Activity
Would you copy out, exactly as written, each line from the one containing "self.insert(attrs.clone(), date, end)?;" to the end of the records below?

Listed entries
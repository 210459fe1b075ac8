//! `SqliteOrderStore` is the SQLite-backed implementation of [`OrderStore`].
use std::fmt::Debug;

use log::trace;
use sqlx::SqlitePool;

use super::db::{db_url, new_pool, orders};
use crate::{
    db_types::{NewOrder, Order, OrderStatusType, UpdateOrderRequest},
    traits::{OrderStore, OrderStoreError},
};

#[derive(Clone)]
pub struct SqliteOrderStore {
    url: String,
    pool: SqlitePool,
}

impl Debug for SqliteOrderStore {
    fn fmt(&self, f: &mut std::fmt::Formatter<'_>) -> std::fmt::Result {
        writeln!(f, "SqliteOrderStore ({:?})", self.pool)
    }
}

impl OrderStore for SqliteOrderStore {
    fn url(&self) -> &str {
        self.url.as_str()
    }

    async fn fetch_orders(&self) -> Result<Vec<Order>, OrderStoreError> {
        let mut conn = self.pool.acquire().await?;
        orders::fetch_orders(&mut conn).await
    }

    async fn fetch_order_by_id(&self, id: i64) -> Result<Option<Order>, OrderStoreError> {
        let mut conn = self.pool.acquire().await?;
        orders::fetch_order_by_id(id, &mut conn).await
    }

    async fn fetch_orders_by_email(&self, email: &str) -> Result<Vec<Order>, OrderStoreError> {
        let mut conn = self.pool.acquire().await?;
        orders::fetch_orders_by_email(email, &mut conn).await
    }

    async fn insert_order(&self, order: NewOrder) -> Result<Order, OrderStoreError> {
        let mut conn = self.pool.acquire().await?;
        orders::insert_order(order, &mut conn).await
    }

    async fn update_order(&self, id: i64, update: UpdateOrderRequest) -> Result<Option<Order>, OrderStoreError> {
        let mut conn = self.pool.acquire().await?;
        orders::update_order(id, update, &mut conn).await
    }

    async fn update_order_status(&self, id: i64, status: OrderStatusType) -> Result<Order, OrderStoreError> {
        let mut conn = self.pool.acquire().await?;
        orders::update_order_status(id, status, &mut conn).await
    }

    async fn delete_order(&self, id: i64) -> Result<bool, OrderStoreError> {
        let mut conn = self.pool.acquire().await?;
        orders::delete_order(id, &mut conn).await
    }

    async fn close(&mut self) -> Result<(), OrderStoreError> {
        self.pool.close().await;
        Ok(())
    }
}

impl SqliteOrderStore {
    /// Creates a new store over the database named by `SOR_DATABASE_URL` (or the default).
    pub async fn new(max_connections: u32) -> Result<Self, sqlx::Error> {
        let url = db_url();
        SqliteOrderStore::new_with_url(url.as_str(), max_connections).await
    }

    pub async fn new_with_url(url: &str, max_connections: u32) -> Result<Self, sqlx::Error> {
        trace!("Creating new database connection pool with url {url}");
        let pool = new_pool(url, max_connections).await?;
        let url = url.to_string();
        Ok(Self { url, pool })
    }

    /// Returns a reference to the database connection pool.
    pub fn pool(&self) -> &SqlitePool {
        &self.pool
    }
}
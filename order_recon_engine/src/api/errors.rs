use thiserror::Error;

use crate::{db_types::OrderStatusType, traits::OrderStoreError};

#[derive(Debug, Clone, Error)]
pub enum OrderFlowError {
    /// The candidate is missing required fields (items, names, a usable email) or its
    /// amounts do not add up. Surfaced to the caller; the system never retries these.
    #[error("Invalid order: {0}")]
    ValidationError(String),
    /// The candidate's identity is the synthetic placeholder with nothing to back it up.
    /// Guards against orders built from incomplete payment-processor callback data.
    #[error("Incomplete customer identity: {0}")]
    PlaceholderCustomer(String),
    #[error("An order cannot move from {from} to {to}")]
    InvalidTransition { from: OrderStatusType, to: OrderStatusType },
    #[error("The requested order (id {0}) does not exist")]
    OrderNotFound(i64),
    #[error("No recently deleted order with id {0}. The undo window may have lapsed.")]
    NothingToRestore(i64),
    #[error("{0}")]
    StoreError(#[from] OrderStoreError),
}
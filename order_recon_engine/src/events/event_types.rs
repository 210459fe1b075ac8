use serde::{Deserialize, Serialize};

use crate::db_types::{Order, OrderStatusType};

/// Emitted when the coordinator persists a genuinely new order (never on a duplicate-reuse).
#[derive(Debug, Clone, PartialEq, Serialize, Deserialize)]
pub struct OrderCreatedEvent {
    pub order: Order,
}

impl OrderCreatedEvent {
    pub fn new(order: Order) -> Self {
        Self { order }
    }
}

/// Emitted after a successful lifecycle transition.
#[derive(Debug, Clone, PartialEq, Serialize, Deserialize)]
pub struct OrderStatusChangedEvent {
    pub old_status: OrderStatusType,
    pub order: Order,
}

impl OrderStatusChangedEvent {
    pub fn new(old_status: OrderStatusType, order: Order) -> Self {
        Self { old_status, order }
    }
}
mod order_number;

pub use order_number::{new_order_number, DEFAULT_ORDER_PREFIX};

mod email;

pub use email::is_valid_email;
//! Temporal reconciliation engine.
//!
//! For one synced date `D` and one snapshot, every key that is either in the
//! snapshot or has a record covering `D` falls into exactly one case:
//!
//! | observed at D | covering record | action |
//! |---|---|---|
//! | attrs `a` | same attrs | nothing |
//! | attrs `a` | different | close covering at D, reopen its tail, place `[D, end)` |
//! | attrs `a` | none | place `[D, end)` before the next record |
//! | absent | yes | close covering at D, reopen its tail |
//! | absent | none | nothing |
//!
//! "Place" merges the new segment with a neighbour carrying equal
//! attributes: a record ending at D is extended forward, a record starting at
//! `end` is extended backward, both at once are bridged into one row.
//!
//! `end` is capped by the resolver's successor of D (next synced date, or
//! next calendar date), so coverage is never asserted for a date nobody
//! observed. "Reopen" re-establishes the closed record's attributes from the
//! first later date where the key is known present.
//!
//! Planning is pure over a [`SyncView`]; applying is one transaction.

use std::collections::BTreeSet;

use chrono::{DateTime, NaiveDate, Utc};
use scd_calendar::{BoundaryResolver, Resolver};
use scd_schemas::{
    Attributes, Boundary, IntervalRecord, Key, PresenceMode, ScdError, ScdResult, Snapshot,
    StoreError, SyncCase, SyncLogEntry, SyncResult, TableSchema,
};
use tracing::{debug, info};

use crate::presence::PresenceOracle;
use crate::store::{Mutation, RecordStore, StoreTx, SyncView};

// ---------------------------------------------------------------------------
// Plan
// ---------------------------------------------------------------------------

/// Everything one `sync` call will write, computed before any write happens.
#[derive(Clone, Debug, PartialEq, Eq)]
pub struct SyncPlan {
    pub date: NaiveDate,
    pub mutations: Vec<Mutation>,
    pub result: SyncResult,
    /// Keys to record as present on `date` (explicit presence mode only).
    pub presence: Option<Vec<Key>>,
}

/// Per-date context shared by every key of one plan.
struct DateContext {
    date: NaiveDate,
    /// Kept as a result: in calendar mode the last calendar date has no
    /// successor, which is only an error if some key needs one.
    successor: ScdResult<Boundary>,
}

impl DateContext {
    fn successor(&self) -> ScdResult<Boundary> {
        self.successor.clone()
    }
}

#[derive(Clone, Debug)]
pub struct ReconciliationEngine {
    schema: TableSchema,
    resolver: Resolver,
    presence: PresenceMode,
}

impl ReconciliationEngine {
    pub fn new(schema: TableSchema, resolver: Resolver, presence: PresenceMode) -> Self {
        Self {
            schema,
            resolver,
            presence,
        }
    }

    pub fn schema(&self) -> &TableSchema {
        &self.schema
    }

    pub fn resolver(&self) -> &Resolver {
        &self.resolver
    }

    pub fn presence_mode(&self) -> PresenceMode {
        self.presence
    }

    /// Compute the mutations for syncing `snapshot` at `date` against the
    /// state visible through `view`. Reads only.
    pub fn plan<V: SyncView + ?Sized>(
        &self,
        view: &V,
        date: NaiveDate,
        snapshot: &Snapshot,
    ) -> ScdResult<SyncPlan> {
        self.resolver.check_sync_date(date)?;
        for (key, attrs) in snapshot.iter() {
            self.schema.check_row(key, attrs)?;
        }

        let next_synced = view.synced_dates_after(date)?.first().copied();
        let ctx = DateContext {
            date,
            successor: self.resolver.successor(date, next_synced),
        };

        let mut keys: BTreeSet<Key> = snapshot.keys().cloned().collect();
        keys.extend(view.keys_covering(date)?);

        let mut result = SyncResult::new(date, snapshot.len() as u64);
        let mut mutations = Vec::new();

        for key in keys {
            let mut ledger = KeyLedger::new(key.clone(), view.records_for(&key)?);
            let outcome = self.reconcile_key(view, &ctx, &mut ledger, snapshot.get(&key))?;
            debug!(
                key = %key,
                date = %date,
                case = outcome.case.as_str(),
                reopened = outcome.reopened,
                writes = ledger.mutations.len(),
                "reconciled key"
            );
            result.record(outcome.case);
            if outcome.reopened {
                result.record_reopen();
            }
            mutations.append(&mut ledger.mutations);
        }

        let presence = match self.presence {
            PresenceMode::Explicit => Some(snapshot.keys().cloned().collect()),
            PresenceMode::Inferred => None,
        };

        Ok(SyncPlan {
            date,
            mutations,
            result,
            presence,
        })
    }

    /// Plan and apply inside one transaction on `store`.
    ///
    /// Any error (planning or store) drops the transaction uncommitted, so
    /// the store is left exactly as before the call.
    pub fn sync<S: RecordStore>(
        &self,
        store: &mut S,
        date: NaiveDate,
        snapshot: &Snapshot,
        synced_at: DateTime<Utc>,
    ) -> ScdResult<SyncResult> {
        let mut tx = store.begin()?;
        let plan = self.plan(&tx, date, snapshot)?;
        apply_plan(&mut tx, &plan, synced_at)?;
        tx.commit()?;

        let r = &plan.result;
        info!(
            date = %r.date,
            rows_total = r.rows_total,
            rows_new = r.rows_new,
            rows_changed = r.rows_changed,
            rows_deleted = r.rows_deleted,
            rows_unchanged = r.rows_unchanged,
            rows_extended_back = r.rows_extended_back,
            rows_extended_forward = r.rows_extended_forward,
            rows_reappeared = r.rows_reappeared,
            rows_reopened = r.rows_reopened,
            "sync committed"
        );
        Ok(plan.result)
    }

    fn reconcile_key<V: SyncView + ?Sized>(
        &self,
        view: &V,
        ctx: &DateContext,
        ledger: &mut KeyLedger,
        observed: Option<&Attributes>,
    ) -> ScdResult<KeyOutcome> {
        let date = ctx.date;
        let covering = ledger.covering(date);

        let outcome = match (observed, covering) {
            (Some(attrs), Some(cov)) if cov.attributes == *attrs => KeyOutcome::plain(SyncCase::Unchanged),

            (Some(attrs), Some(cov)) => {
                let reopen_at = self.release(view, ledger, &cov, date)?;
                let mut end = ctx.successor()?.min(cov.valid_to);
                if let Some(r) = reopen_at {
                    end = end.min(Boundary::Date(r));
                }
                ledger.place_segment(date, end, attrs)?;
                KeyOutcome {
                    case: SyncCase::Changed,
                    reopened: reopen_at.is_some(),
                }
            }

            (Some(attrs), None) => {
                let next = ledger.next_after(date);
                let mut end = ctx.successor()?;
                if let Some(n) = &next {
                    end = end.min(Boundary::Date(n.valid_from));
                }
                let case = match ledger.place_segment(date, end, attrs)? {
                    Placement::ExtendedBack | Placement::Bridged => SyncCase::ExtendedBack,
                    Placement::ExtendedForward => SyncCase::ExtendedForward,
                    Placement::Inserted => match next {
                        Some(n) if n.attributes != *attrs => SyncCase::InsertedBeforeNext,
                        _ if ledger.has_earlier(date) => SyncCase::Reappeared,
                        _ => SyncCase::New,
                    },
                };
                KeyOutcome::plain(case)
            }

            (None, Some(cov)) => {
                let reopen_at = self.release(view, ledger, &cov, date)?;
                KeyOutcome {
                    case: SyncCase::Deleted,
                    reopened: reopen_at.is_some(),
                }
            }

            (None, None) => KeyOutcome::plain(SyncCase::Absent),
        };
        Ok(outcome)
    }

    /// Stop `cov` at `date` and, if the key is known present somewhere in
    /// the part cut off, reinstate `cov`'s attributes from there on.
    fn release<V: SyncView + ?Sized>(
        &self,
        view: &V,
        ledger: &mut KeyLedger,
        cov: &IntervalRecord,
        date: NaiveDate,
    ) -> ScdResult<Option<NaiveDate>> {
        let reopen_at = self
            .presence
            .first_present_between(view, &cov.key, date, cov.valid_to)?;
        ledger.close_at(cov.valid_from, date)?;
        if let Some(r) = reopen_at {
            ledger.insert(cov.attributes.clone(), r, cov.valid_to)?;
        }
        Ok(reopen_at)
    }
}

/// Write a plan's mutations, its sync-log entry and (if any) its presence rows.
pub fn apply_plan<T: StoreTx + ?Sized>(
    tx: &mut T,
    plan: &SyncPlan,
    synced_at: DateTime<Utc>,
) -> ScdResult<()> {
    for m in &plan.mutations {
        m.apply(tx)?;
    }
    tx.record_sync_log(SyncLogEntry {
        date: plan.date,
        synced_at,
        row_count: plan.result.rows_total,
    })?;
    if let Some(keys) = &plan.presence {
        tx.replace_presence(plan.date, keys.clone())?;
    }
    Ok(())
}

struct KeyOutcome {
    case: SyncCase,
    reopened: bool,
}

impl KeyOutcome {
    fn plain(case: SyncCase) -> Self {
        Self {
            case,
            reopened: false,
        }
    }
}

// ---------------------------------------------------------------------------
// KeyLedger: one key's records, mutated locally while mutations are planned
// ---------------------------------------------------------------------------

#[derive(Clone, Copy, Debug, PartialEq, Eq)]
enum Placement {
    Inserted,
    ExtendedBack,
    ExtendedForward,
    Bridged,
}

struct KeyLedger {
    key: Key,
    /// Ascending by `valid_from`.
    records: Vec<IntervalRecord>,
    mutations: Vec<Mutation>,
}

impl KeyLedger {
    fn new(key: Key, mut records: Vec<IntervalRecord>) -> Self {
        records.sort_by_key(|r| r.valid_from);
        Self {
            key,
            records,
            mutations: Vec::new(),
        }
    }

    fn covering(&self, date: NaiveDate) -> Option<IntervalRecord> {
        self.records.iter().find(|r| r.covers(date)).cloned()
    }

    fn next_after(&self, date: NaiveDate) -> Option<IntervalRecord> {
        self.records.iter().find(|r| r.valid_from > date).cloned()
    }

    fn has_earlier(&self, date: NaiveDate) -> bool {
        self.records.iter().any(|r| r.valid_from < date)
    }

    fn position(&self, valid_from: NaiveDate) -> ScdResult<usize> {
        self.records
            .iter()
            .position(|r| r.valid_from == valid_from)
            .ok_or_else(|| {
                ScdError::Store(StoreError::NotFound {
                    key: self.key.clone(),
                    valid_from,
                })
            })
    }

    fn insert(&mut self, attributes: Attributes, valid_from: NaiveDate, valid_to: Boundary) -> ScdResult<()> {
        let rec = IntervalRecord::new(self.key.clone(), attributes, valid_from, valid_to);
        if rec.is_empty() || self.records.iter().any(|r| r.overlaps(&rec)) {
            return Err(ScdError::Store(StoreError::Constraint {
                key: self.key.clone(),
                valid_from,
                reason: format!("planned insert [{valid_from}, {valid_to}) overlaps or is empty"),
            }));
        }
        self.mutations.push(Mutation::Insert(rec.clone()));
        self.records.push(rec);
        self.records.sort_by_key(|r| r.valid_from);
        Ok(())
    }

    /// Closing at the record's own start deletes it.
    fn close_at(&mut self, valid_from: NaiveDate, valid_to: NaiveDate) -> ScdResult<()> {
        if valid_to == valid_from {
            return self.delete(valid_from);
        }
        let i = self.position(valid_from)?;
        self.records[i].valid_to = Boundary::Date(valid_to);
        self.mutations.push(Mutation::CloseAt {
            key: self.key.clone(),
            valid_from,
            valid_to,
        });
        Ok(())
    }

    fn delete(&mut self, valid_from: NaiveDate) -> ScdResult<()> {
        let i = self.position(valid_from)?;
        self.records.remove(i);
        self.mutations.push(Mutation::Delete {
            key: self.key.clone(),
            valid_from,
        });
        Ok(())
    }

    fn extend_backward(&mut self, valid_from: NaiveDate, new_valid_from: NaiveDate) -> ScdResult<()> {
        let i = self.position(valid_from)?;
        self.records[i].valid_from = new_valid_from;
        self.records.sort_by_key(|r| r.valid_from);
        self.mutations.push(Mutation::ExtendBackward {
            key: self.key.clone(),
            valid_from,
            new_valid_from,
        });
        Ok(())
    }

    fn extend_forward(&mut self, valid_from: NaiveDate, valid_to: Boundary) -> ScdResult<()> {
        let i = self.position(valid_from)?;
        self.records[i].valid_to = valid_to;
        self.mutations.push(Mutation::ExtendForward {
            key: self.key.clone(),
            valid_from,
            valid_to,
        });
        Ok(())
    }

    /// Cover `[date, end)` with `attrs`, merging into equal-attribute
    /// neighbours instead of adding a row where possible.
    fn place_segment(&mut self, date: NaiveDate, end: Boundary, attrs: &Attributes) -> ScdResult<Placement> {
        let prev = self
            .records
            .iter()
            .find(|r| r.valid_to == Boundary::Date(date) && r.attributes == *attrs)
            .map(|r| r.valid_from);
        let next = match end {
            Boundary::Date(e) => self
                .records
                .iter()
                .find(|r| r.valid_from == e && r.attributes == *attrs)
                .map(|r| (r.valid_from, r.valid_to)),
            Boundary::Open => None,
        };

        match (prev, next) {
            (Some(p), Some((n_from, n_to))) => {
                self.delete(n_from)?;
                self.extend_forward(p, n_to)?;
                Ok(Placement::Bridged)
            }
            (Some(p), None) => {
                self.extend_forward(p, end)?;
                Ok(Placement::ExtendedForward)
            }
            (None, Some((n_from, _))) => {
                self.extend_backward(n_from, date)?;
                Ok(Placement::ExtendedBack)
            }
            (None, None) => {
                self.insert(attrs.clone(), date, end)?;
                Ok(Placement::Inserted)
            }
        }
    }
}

Reply
                self.insert(attrs.clone(), date, end)?;
                Ok(Placement::Inserted)
            }
        }
    }
}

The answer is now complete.